Data for processing:
_ _ _ _
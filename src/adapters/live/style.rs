//! Live `StyleMinifier`: a whitespace and comment compactor.

use crate::ports::{PortError, StyleMinifier};

/// Characters around which whitespace carries no meaning in CSS.
const TIGHT: &[char] = &['{', '}', ';', ',', '>'];

/// Strips comments, collapses whitespace and drops redundant semicolons.
///
/// String literals are copied verbatim. Whitespace is kept wherever removing
/// it could change meaning (descendant combinators, `calc()` operators,
/// `and (` in media queries).
pub struct CompactStyleMinifier;

impl StyleMinifier for CompactStyleMinifier {
    fn minify(&self, css: &str) -> Result<String, PortError> {
        let mut out = String::with_capacity(css.len());
        let mut chars = css.chars().peekable();
        let mut pending_space = false;

        while let Some(c) = chars.next() {
            match c {
                '/' if chars.peek() == Some(&'*') => {
                    chars.next();
                    let mut prev = '\0';
                    let mut closed = false;
                    for inner in chars.by_ref() {
                        if prev == '*' && inner == '/' {
                            closed = true;
                            break;
                        }
                        prev = inner;
                    }
                    if !closed {
                        return Err("unterminated comment in stylesheet".into());
                    }
                }
                '"' | '\'' => {
                    flush_space(&mut out, &mut pending_space, c);
                    out.push(c);
                    copy_string(&mut chars, &mut out, c)?;
                }
                c if c.is_whitespace() => pending_space = true,
                '}' => {
                    pending_space = false;
                    if out.ends_with(';') {
                        out.pop();
                    }
                    out.push(c);
                }
                c => {
                    flush_space(&mut out, &mut pending_space, c);
                    out.push(c);
                }
            }
        }

        Ok(out)
    }
}

/// Emits a single space for a run of whitespace unless either neighbour is tight.
fn flush_space(out: &mut String, pending_space: &mut bool, next: char) {
    if !std::mem::take(pending_space) {
        return;
    }
    let Some(last) = out.chars().last() else {
        return;
    };
    if TIGHT.contains(&last) || last == ':' || TIGHT.contains(&next) {
        return;
    }
    out.push(' ');
}

/// Copies a quoted string body (after the opening quote) including the closing quote.
fn copy_string(
    chars: &mut std::iter::Peekable<std::str::Chars<'_>>,
    out: &mut String,
    quote: char,
) -> Result<(), PortError> {
    let mut escaped = false;
    for c in chars.by_ref() {
        out.push(c);
        if escaped {
            escaped = false;
        } else if c == '\\' {
            escaped = true;
        } else if c == quote {
            return Ok(());
        } else if c == '\n' {
            break;
        }
    }
    Err("unterminated string in stylesheet".into())
}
_ _ _ _
What the task asks: Every line in the listing above should be repeated exactly.

Answer section:
filename src/adapters/live/style.rs
//! Live `StyleMinifier`: a whitespace and comment compactor.

use crate::ports::{PortError, StyleMinifier};

/// Characters around which whitespace carries no meaning in CSS.
const TIGHT: &[char] = &['{', '}', ';', ',', '>'];

/// Strips comments, collapses whitespace and drops redundant semicolons.
///
/// String literals are copied verbatim. Whitespace is kept wherever removing
/// it could change meaning (descendant combinators, `calc()` operators,
/// `and (` in media queries).
pub struct CompactStyleMinifier;

impl StyleMinifier for CompactStyleMinifier {
    fn minify(&self, css: &str) -> Result<String, PortError> {
        let mut out = String::with_capacity(css.len());
        let mut chars = css.chars().peekable();
        let mut pending_space = false;

        while let Some(c) = chars.next() {
            match c {
                '/' if chars.peek() == Some(&'*') => {
                    chars.next();
                    let mut prev = '\0';
                    let mut closed = false;
                    for inner in chars.by_ref() {
                        if prev == '*' && inner == '/' {
                            closed = true;
                            break;
                        }
                        prev = inner;
                    }
                    if !closed {
                        return Err("unterminated comment in stylesheet".into());
                    }
                }
                '"' | '\'' => {
                    flush_space(&mut out, &mut pending_space, c);
                    out.push(c);
                    copy_string(&mut chars, &mut out, c)?;
                }
                c if c.is_whitespace() => pending_space = true,
                '}' => {
                    pending_space = false;
                    if out.ends_with(';') {
                        out.pop();
                    }
                    out.push(c);
                }
                c => {
                    flush_space(&mut out, &mut pending_space, c);
                    out.push(c);
                }
            }
        }

        Ok(out)
    }
}

/// Emits a single space for a run of whitespace unless either neighbour is tight.
fn flush_space(out: &mut String, pending_space: &mut bool, next: char) {
    if !std::mem::take(pending_space) {
        return;
    }
    let Some(last) = out.chars().last() else {
        return;
    };
    if TIGHT.contains(&last) || last == ':' || TIGHT.contains(&next) {
        return;
    }
    out.push(' ');
}

/// Copies a quoted string body (after the opening quote) including the closing quote.
fn copy_string(
    chars: &mut std::iter::Peekable<std::str::Chars<'_>>,
    out: &mut String,
    quote: char,
) -> Result<(), PortError> {
    let mut escaped = false;
    for c in chars.by_ref() {
        out.push(c);
        if escaped {
            escaped = false;
        } else if c == '\\' {
            escaped = true;
        } else if c == quote {
            return Ok(());
        } else if c == '\n' {
            break;
        }
    }
    Err("unterminated string in stylesheet".into())
}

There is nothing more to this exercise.